(Collected data entries)
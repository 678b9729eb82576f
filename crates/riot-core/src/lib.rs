// Rust guideline compliant 2026-02-06

//! Riot ABM Core Library
//!
//! This crate provides the domain components for the football riot agent-based model:
//! - City map generation (exit space, vertical streets)
//! - Multi-agent grid with Moore neighbourhoods
//! - Census maps of agents per cell, team and state
//! - Fan agents and their state/movement rules
//! - The riot model (population entry, random activation, data collection)
//! - Configuration, probability helpers and error types

pub mod agent;
pub mod census;
pub mod city_map;
pub mod collector;
pub mod config;
pub mod error;
pub mod grid;
pub mod model;
pub mod params;
pub mod probability;
pub mod stats;

pub use agent::{AgentState, FanAgent, Movement, Surroundings, Team};
pub use census::Census;
pub use city_map::CityMap;
pub use collector::{DataCollector, ModelRecord, StateCounts, TeamCounts};
pub use config::{CityMapConfig, Config, OutputFormat, CONFIG_FILE_NAME};
pub use error::{Error, Result};
pub use grid::{AgentId, Cell, MultiGrid};
pub use model::RiotModel;
pub use params::ModelParams;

→ **WHAT THIS TASK INVOLVES**
Filter the records for the string "collector" and copy every line that holds it.

→ **COMPLETED TASK**
pub mod collector;
pub use collector::{DataCollector, ModelRecord, StateCounts, TeamCounts};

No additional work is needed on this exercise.